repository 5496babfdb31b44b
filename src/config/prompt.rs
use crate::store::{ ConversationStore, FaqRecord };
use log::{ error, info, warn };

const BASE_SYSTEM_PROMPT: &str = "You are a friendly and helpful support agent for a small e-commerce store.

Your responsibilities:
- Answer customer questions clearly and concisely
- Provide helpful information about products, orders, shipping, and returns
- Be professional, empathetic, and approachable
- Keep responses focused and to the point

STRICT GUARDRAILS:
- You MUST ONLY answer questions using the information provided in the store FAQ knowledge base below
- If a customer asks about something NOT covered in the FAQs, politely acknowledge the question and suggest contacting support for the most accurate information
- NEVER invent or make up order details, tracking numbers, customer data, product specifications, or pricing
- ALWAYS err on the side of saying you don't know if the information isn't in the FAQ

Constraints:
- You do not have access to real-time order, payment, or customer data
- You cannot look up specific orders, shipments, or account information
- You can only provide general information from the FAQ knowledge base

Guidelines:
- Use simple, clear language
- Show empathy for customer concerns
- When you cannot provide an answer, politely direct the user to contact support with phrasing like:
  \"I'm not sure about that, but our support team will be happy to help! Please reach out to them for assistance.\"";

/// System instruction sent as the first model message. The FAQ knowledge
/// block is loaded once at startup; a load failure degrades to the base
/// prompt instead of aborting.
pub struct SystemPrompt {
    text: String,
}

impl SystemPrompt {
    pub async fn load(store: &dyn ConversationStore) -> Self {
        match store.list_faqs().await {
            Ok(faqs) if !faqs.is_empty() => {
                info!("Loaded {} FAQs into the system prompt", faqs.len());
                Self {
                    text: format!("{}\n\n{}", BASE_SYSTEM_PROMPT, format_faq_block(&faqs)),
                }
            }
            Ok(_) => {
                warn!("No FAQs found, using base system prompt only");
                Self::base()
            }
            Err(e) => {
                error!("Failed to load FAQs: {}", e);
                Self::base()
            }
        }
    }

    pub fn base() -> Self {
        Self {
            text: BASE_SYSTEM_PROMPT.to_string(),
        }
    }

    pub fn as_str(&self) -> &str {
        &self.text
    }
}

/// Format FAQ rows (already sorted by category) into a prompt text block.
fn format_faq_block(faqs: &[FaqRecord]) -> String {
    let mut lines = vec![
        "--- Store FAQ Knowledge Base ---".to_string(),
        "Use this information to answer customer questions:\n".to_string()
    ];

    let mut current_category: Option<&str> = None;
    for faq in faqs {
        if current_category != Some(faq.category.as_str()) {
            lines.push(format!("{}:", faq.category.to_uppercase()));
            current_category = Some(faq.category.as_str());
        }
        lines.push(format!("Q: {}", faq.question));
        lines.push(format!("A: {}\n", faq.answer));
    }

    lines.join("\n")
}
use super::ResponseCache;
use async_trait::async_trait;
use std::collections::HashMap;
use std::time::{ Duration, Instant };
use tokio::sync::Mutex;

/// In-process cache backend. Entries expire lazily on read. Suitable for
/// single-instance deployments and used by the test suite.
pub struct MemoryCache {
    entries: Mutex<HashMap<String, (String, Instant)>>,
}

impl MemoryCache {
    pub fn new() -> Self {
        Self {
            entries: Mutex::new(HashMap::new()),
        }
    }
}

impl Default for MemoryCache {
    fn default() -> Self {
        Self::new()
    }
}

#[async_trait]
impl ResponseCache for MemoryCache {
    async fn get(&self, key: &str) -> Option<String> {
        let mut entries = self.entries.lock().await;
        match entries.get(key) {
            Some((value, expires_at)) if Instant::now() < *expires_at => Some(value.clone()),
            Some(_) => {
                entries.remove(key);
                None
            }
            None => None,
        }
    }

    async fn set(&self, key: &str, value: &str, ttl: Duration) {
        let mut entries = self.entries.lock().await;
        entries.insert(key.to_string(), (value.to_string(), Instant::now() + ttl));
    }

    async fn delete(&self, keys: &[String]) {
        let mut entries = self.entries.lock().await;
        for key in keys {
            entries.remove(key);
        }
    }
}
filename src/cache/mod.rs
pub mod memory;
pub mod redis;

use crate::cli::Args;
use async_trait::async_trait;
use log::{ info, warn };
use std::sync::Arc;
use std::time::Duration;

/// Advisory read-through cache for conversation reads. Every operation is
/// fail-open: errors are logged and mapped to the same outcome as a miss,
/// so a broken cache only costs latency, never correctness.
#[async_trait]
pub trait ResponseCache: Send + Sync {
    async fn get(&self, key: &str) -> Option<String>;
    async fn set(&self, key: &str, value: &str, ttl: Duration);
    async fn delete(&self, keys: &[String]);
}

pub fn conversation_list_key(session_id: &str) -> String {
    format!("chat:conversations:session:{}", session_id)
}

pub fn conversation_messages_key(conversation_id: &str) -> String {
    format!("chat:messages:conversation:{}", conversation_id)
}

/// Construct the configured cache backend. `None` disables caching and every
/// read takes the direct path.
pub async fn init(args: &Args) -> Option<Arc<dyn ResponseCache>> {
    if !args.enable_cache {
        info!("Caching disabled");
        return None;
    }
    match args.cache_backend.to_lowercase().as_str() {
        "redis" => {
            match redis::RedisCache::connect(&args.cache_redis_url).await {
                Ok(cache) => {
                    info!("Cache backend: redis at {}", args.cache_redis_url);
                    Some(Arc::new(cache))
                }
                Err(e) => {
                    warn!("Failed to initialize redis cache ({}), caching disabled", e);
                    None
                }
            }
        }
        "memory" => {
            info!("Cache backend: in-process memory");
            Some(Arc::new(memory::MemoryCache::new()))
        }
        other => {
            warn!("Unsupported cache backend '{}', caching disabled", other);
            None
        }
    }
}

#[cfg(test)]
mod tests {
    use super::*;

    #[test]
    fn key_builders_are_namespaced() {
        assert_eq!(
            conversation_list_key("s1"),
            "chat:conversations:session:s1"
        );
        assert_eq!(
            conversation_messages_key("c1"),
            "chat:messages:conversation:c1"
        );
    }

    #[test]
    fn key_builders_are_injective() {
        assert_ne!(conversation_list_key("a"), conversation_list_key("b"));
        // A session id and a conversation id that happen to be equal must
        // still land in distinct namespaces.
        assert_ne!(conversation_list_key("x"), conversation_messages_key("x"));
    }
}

---

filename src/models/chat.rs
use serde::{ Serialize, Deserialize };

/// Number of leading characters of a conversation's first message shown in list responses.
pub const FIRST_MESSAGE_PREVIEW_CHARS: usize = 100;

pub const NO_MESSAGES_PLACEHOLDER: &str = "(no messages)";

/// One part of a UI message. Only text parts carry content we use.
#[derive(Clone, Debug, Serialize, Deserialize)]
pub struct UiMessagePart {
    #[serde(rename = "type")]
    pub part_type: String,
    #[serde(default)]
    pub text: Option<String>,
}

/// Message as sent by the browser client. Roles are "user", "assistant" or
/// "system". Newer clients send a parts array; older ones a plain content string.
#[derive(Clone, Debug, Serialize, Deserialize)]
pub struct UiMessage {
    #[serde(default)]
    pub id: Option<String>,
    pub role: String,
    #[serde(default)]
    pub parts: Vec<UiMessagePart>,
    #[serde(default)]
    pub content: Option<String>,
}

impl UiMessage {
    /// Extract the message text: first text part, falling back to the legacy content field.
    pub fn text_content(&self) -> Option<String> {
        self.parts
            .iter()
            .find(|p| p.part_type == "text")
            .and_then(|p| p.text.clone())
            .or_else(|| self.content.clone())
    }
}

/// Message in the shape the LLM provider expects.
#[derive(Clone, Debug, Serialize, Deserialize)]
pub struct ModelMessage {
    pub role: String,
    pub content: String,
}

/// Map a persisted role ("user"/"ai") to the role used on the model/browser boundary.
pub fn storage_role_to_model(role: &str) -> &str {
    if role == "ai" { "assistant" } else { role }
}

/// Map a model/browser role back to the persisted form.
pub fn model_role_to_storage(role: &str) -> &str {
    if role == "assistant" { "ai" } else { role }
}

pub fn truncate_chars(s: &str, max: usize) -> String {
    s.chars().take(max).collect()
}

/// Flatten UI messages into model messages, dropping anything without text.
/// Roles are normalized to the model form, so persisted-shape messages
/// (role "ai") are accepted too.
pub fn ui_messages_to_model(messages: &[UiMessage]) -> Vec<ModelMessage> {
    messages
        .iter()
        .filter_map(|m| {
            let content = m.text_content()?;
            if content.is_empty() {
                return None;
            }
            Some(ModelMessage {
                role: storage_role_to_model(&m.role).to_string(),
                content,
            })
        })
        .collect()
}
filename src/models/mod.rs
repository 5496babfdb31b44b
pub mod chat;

__WHAT THE TASK ASKS__
In the data above, find the line that contains "error, info, warn" and the line that contains "- Answer customer". Repeat exactly those lines and every line between them, and only those.

__ANSWER TO THIS PROBLEM__
use log::{ error, info, warn };

const BASE_SYSTEM_PROMPT: &str = "You are a friendly and helpful support agent for a small e-commerce store.

Your responsibilities:
- Answer customer questions clearly and concisely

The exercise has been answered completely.